Saved entries:
· · ·

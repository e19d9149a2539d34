//! Validate Stage
//!
//! Enforces required-field and plausible-range rules on flat records. All
//! rules are evaluated independently and every violation is collected — the
//! stage never short-circuits and never panics; an empty list means the
//! record is valid. Out-of-range telemetry is an error, never a clamp.

use crate::constants::validation::{
    BATTERY_MAX_V, BATTERY_MIN_V, HEART_RATE_MAX_BPM, HEART_RATE_MIN_BPM, RSSI_MAX_DBM,
    RSSI_MIN_DBM, TEMPERATURE_MAX_C, TEMPERATURE_MIN_C,
};
use crate::record::{DeviceType, FlattenedAnchor, FlattenedGateway};

/// Exclusive-range check shared by every numeric rule. Absent fields pass.
fn check_open_range(
    errors: &mut Vec<String>,
    label: &str,
    value: Option<f64>,
    min: f64,
    max: f64,
) {
    if let Some(v) = value {
        if !(v > min && v < max) {
            errors.push(format!("{label} out of range: {v}"));
        }
    }
}

fn check_identity(errors: &mut Vec<String>, id: &str, name: &str) {
    if id.is_empty() {
        errors.push("id is missing".to_owned());
    }
    if name.is_empty() {
        errors.push("name is missing".to_owned());
    }
}

fn check_device_type(errors: &mut Vec<String>, tag: Option<DeviceType>, expected: DeviceType) {
    // The tag is optional; only a contradicting tag is an error.
    if let Some(tag) = tag {
        if tag != expected {
            errors.push(format!("device_type must be {}", expected.as_str()));
        }
    }
}

/// Validate a flattened gateway. Returns every violated rule, in rule order.
pub fn validate_gateway(flat: &FlattenedGateway) -> Vec<String> {
    let mut errors = Vec::new();

    check_identity(&mut errors, &flat.id, &flat.name);
    check_device_type(&mut errors, flat.device_type, DeviceType::Gateway);
    check_open_range(&mut errors, "rssi", flat.rssi, RSSI_MIN_DBM, RSSI_MAX_DBM);
    check_open_range(
        &mut errors,
        "battery voltage",
        flat.battery_voltage,
        BATTERY_MIN_V,
        BATTERY_MAX_V,
    );

    errors
}

/// Validate a flattened anchor. Gateway rules plus the wearable telemetry
/// ranges (heart rate, body temperature).
pub fn validate_anchor(flat: &FlattenedAnchor) -> Vec<String> {
    let mut errors = Vec::new();

    check_identity(&mut errors, &flat.id, &flat.name);
    check_device_type(&mut errors, flat.device_type, DeviceType::Anchor);
    check_open_range(&mut errors, "rssi", flat.rssi, RSSI_MIN_DBM, RSSI_MAX_DBM);
    check_open_range(
        &mut errors,
        "battery voltage",
        flat.battery_voltage,
        BATTERY_MIN_V,
        BATTERY_MAX_V,
    );
    check_open_range(
        &mut errors,
        "heart rate",
        flat.heart_rate,
        HEART_RATE_MIN_BPM,
        HEART_RATE_MAX_BPM,
    );
    check_open_range(
        &mut errors,
        "temperature",
        flat.temperature,
        TEMPERATURE_MIN_C,
        TEMPERATURE_MAX_C,
    );

    errors
}
//! Lenient Coercion of Loosely-Typed Wire Values
//!
//! The cloud feed is noisy about types: numbers arrive as strings, boolean
//! flags as 0/1 integers, timestamps as ISO strings or epoch milliseconds.
//! This module converts such values into their canonical in-memory types and
//! maps every failure to *absence*. Coercion failure is never an error —
//! a field that cannot be understood simply does not exist on the record.
//!
//! Two layers are provided:
//! - Plain functions over [`serde_json::Value`] for callers holding raw
//!   JSON-ish data.
//! - `deserialize_with`/`serialize_with` adapters so record structs absorb
//!   loose wire values directly at the serde boundary.

use chrono::{DateTime, NaiveDate, NaiveDateTime, TimeZone, Utc};
use serde::{Deserialize, Deserializer, Serializer};
use serde_json::Value;

/// Fallback datetime formats tried after RFC 3339, most specific first.
const NAIVE_FORMATS: &[&str] = &[
    "%Y-%m-%dT%H:%M:%S%.f",
    "%Y-%m-%d %H:%M:%S%.f",
    "%Y-%m-%d %H:%M:%S",
];

/// Coerce a timestamp-like value to a canonical UTC instant.
///
/// Strings are parsed as RFC 3339, then a few common naive formats (taken as
/// UTC), then a bare date. Finite numbers are epoch milliseconds. Anything
/// else, including strings like `"invalid date"`, yields `None`.
pub fn to_canonical_timestamp(value: &Value) -> Option<DateTime<Utc>> {
    match value {
        Value::String(s) => parse_timestamp_str(s),
        Value::Number(n) => {
            let millis = n.as_f64().filter(|f| f.is_finite())?;
            Utc.timestamp_millis_opt(millis as i64).single()
        }
        _ => None,
    }
}

/// String half of [`to_canonical_timestamp`], for fields already known to be
/// text (e.g. the cloud payload's `current` field).
pub fn parse_timestamp_str(s: &str) -> Option<DateTime<Utc>> {
    let trimmed = s.trim();
    if trimmed.is_empty() {
        return None;
    }
    if let Ok(dt) = DateTime::parse_from_rfc3339(trimmed) {
        return Some(dt.with_timezone(&Utc));
    }
    for fmt in NAIVE_FORMATS {
        if let Ok(naive) = NaiveDateTime::parse_from_str(trimmed, fmt) {
            return Some(Utc.from_utc_datetime(&naive));
        }
    }
    if let Ok(date) = NaiveDate::parse_from_str(trimmed, "%Y-%m-%d") {
        return Some(Utc.from_utc_datetime(&date.and_hms_opt(0, 0, 0)?));
    }
    None
}

/// Coerce a numeric or numeric-string value to `f64`.
///
/// Strings are trimmed before parsing; an empty string is absent, not zero.
pub fn to_number(value: &Value) -> Option<f64> {
    match value {
        Value::Number(n) => n.as_f64(),
        Value::String(s) => {
            let trimmed = s.trim();
            if trimmed.is_empty() {
                return None;
            }
            trimmed.parse::<f64>().ok()
        }
        _ => None,
    }
}

/// Coerce a flag-like value to `bool`.
///
/// Accepts booleans, the numbers 0/1, and the strings `"true"`/`"false"`
/// (case-insensitive) and `"0"`/`"1"`. Everything else is `None`; callers
/// must treat absence as distinct from `false`.
pub fn to_boolean_flag(value: &Value) -> Option<bool> {
    match value {
        Value::Bool(b) => Some(*b),
        Value::Number(n) => match n.as_f64() {
            Some(f) if f == 1.0 => Some(true),
            Some(f) if f == 0.0 => Some(false),
            _ => None,
        },
        Value::String(s) => {
            let trimmed = s.trim();
            if trimmed == "1" || trimmed.eq_ignore_ascii_case("true") {
                Some(true)
            } else if trimmed == "0" || trimmed.eq_ignore_ascii_case("false") {
                Some(false)
            } else {
                None
            }
        }
        _ => None,
    }
}

/// `deserialize_with` adapter: timestamp-like wire value, unparseable → `None`.
pub fn lenient_timestamp<'de, D>(deserializer: D) -> Result<Option<DateTime<Utc>>, D::Error>
where
    D: Deserializer<'de>,
{
    let value = Option::<Value>::deserialize(deserializer)?;
    Ok(value.as_ref().and_then(to_canonical_timestamp))
}

/// `deserialize_with` adapter: numeric-like wire value, unparseable → `None`.
pub fn lenient_number<'de, D>(deserializer: D) -> Result<Option<f64>, D::Error>
where
    D: Deserializer<'de>,
{
    let value = Option::<Value>::deserialize(deserializer)?;
    Ok(value.as_ref().and_then(to_number))
}

/// `deserialize_with` adapter: flag-like wire value, unrecognized → `None`.
pub fn lenient_flag<'de, D>(deserializer: D) -> Result<Option<bool>, D::Error>
where
    D: Deserializer<'de>,
{
    let value = Option::<Value>::deserialize(deserializer)?;
    Ok(value.as_ref().and_then(to_boolean_flag))
}

/// `serialize_with` adapter: emit a present flag as the wire's 0/1 integer.
///
/// Paired with `skip_serializing_if = "Option::is_none"`, so the `None` arm
/// only fires for serializers that do not skip.
pub fn flag_as_int<S>(flag: &Option<bool>, serializer: S) -> Result<S::Ok, S::Error>
where
    S: Serializer,
{
    match flag {
        Some(true) => serializer.serialize_u8(1),
        Some(false) => serializer.serialize_u8(0),
        None => serializer.serialize_none(),
    }
}

#[cfg(test)]
mod tests {
    use super::*;
    use serde_json::json;

    #[test]
    fn timestamp_from_rfc3339() {
        let ts = to_canonical_timestamp(&json!("2024-03-01T12:30:00Z")).unwrap();
        assert_eq!(ts.timestamp(), 1_709_296_200);
    }

    #[test]
    fn timestamp_from_epoch_millis() {
        let ts = to_canonical_timestamp(&json!(1_709_296_200_000_i64)).unwrap();
        assert_eq!(ts.timestamp(), 1_709_296_200);
    }

    #[test]
    fn timestamp_from_naive_and_date_forms() {
        assert!(to_canonical_timestamp(&json!("2024-03-01 12:30:00")).is_some());
        assert!(to_canonical_timestamp(&json!("2024-03-01")).is_some());
    }

    #[test]
    fn invalid_timestamp_is_absent() {
        assert_eq!(to_canonical_timestamp(&json!("invalid date")), None);
        assert_eq!(to_canonical_timestamp(&json!("")), None);
        assert_eq!(to_canonical_timestamp(&json!(f64::NAN)), None);
        assert_eq!(to_canonical_timestamp(&json!(null)), None);
        assert_eq!(to_canonical_timestamp(&json!({})), None);
    }

    #[test]
    fn number_from_string_trims() {
        assert_eq!(to_number(&json!("  -55.5 ")), Some(-55.5));
        assert_eq!(to_number(&json!(3.7)), Some(3.7));
    }

    #[test]
    fn number_failures_are_absent() {
        assert_eq!(to_number(&json!("")), None);
        assert_eq!(to_number(&json!("   ")), None);
        assert_eq!(to_number(&json!("7 dBm")), None);
        assert_eq!(to_number(&json!(true)), None);
    }

    #[test]
    fn flags_accept_bool_digits_and_words() {
        assert_eq!(to_boolean_flag(&json!(true)), Some(true));
        assert_eq!(to_boolean_flag(&json!(1)), Some(true));
        assert_eq!(to_boolean_flag(&json!(0)), Some(false));
        assert_eq!(to_boolean_flag(&json!("TRUE")), Some(true));
        assert_eq!(to_boolean_flag(&json!("False")), Some(false));
        assert_eq!(to_boolean_flag(&json!("1")), Some(true));
        assert_eq!(to_boolean_flag(&json!("0")), Some(false));
    }

    #[test]
    fn flag_absence_is_not_false() {
        assert_eq!(to_boolean_flag(&json!(2)), None);
        assert_eq!(to_boolean_flag(&json!("yes")), None);
        assert_eq!(to_boolean_flag(&json!(null)), None);
    }
}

· · ·

From the entries above, extract every line where the word "types" appears.

- YOUR SOLUTION -
//! The cloud feed is noisy about types: numbers arrive as strings, boolean
//! This module converts such values into their canonical in-memory types and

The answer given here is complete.